-- WHAT IS REQUIRED --
Restate the opening lines of the material below word for word, stopping after the line that contains "#[derive(Debug, Default)]".

**********

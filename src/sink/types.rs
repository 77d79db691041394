//! Index sink trait

use crate::error::Result;
use crate::schema::MappingDefinition;
use crate::types::{BatchResult, Record};
use async_trait::async_trait;

/// Document store that holds one schema per index
#[async_trait]
pub trait IndexSink: Send + Sync {
    /// Whether the index exists
    async fn exists(&self, index: &str) -> Result<bool>;

    /// Drop the index and everything in it
    async fn delete_schema(&self, index: &str) -> Result<()>;

    /// Create the index with the given mapping
    async fn create_schema(&self, index: &str, mapping: &MappingDefinition) -> Result<()>;

    /// Submit records for indexing.
    ///
    /// Per-document rejections are reported in the returned [`BatchResult`];
    /// an `Err` means the submission itself failed.
    async fn bulk_write(&self, index: &str, records: &[Record]) -> Result<BatchResult>;
}
//! Engine types
//!
//! Sink selection, per-stage timings, and the report of one run.

use crate::output::WriteReport;
use crate::schema::SchemaOutcome;
use crate::types::{BatchResult, LoadStatus};
use std::time::Duration;

/// Which configured sinks a run feeds
#[derive(Debug, Clone, Copy, PartialEq, Eq, Default)]
pub enum SinkSelection {
    /// Every configured sink
    #[default]
    All,
    /// Only the index sink
    IndexOnly,
    /// Only the file sink
    ExportOnly,
}

impl SinkSelection {
    /// Whether the index sink runs
    pub fn includes_index(self) -> bool {
        matches!(self, Self::All | Self::IndexOnly)
    }

    /// Whether the file sink runs
    pub fn includes_export(self) -> bool {
        matches!(self, Self::All | Self::ExportOnly)
    }
}

/// Wall time of each stage
#[derive(Debug, Clone, Default)]
pub struct StageTimings {
    /// Query and fetch
    pub extract: Duration,
    /// Timestamp normalization, sorting and partitioning
    pub prepare: Duration,
    /// Schema and bulk load
    pub index: Option<Duration>,
    /// File writes
    pub export: Option<Duration>,
}

/// What the index path did
#[derive(Debug, Clone)]
pub struct IndexReport {
    /// Schema step outcome
    pub schema: SchemaOutcome,
    /// Load accounting
    pub load: BatchResult,
}

/// Report of one pipeline run
#[derive(Debug, Default)]
pub struct RunReport {
    /// Records extracted
    pub records: usize,
    /// Index path outcome, when it ran
    pub index: Option<IndexReport>,
    /// File sink outcome, when it ran
    pub files: Option<WriteReport>,
    /// Stage timings
    pub timings: StageTimings,
}

impl RunReport {
    /// Load status of the index path, if it loaded anything
    pub fn load_status(&self) -> Option<LoadStatus> {
        self.index.as_ref().map(|i| i.load.status())
    }

    /// Whether everything that ran fully succeeded
    pub fn is_success(&self) -> bool {
        self.load_status() != Some(LoadStatus::Partial)
            && self.files.as_ref().map_or(true, WriteReport::is_success)
    }
}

**********

-- ANSWER TO THIS TASK --
filename src/sink/types.rs
repository 77d79db691041394
//! Index sink trait

use crate::error::Result;
use crate::schema::MappingDefinition;
use crate::types::{BatchResult, Record};
use async_trait::async_trait;

/// Document store that holds one schema per index
#[async_trait]
pub trait IndexSink: Send + Sync {
    /// Whether the index exists
    async fn exists(&self, index: &str) -> Result<bool>;

    /// Drop the index and everything in it
    async fn delete_schema(&self, index: &str) -> Result<()>;

    /// Create the index with the given mapping
    async fn create_schema(&self, index: &str, mapping: &MappingDefinition) -> Result<()>;

    /// Submit records for indexing.
    ///
    /// Per-document rejections are reported in the returned [`BatchResult`];
    /// an `Err` means the submission itself failed.
    async fn bulk_write(&self, index: &str, records: &[Record]) -> Result<BatchResult>;
}
//! Engine types
//!
//! Sink selection, per-stage timings, and the report of one run.

use crate::output::WriteReport;
use crate::schema::SchemaOutcome;
use crate::types::{BatchResult, LoadStatus};
use std::time::Duration;

/// Which configured sinks a run feeds
#[derive(Debug, Clone, Copy, PartialEq, Eq, Default)]
pub enum SinkSelection {
    /// Every configured sink
    #[default]
    All,
    /// Only the index sink
    IndexOnly,
    /// Only the file sink
    ExportOnly,
}

impl SinkSelection {
    /// Whether the index sink runs
    pub fn includes_index(self) -> bool {
        matches!(self, Self::All | Self::IndexOnly)
    }

    /// Whether the file sink runs
    pub fn includes_export(self) -> bool {
        matches!(self, Self::All | Self::ExportOnly)
    }
}

/// Wall time of each stage
#[derive(Debug, Clone, Default)]
pub struct StageTimings {
    /// Query and fetch
    pub extract: Duration,
    /// Timestamp normalization, sorting and partitioning
    pub prepare: Duration,
    /// Schema and bulk load
    pub index: Option<Duration>,
    /// File writes
    pub export: Option<Duration>,
}

/// What the index path did
#[derive(Debug, Clone)]
pub struct IndexReport {
    /// Schema step outcome
    pub schema: SchemaOutcome,
    /// Load accounting
    pub load: BatchResult,
}

/// Report of one pipeline run
#[derive(Debug, Default)]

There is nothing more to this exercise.